WHAT IS NEEDED:
All lines of the records below that contain the word "clap" must be listed.

----- SUPPLIED ENTRIES

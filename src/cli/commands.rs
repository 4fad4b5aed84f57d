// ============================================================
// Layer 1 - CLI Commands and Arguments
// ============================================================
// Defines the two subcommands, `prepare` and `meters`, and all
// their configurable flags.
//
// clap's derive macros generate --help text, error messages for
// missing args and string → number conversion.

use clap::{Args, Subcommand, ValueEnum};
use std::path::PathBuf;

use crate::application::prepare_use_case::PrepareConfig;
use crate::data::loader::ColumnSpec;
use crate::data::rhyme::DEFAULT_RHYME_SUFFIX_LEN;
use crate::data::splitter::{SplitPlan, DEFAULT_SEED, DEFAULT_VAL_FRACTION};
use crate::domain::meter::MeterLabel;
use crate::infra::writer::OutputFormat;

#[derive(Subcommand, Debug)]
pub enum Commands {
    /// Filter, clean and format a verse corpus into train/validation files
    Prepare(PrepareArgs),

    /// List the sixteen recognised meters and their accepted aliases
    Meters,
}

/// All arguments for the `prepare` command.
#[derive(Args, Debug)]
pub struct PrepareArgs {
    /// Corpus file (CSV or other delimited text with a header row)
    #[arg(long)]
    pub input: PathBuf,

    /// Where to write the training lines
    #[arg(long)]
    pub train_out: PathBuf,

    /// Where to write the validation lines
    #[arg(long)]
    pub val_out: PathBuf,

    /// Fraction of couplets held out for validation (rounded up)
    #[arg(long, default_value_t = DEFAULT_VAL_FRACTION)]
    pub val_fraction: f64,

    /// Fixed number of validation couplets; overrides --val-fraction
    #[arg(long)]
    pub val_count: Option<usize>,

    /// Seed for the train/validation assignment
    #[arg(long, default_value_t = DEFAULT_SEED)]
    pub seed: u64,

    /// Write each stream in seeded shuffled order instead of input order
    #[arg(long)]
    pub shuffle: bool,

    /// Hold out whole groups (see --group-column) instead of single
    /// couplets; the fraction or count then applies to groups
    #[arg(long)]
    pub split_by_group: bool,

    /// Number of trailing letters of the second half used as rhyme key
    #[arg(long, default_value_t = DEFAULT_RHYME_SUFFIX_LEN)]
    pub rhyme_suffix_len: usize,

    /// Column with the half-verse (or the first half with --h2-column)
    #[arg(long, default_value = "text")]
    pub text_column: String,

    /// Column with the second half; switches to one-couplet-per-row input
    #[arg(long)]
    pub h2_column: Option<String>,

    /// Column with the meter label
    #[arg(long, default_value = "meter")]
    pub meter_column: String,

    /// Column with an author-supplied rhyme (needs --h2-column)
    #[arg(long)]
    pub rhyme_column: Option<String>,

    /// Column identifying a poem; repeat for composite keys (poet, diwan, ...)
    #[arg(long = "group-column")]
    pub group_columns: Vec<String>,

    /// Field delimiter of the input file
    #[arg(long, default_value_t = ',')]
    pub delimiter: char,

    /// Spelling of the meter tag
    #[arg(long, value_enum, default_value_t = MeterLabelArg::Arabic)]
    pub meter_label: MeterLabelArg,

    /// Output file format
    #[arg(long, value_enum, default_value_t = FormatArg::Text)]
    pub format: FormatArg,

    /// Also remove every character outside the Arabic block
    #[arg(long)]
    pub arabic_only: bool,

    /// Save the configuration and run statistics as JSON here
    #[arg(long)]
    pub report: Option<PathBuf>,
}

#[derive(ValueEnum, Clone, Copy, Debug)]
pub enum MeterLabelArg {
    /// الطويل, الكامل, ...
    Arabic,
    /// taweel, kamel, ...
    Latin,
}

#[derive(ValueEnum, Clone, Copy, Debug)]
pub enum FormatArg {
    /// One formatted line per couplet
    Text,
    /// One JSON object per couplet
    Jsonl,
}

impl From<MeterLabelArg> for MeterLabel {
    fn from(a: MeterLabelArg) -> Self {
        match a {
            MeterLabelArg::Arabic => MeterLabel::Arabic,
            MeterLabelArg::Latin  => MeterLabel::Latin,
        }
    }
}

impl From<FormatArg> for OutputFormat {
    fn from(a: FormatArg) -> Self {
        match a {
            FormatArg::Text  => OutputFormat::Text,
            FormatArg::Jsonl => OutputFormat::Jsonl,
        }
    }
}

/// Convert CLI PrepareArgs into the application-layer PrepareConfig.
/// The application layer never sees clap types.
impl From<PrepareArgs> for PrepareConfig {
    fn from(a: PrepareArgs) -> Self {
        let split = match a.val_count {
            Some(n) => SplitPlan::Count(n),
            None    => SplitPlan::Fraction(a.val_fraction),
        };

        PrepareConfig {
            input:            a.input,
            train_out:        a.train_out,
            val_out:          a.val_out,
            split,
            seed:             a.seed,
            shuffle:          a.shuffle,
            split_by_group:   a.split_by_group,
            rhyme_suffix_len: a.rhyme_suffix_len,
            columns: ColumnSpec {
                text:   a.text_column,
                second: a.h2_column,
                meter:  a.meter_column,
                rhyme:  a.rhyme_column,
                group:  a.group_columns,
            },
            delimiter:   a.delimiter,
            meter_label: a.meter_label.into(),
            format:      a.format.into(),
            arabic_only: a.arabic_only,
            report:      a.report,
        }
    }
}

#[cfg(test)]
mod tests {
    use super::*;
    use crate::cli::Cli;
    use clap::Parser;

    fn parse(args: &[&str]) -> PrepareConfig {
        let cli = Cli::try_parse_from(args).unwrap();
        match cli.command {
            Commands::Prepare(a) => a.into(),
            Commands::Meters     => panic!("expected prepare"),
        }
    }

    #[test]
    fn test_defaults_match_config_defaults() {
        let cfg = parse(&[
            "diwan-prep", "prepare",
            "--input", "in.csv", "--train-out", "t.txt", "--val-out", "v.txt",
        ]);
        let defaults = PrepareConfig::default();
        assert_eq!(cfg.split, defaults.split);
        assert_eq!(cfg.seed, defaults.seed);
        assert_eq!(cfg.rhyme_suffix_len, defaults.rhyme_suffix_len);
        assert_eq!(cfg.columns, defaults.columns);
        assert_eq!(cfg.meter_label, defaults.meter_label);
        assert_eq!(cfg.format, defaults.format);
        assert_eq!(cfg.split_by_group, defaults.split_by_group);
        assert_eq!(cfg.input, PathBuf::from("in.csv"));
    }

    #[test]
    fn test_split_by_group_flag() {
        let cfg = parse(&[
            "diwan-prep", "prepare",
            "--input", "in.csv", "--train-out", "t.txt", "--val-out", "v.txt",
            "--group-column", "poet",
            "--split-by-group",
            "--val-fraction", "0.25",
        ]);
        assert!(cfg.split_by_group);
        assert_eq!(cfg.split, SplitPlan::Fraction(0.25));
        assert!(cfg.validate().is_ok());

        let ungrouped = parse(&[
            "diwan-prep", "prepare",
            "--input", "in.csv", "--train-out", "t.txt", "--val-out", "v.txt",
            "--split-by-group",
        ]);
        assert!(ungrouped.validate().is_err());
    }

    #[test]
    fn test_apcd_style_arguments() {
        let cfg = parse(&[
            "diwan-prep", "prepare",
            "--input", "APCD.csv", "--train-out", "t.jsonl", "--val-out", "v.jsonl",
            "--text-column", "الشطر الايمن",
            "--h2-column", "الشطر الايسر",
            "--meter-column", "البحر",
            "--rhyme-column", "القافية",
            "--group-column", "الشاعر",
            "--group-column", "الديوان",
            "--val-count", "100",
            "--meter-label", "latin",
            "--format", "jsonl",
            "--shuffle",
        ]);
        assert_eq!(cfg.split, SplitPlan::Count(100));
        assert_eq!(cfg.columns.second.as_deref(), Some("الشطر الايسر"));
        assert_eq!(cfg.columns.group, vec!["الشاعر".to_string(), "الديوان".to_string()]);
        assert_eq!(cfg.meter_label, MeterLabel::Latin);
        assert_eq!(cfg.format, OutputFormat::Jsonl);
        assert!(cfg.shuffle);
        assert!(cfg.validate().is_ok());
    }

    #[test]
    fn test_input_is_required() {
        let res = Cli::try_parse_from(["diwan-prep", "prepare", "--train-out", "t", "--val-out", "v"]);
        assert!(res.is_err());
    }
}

----------

WRITTEN SOLUTION:
// clap's derive macros generate --help text, error messages for
use clap::{Args, Subcommand, ValueEnum};
/// The application layer never sees clap types.
    use clap::Parser;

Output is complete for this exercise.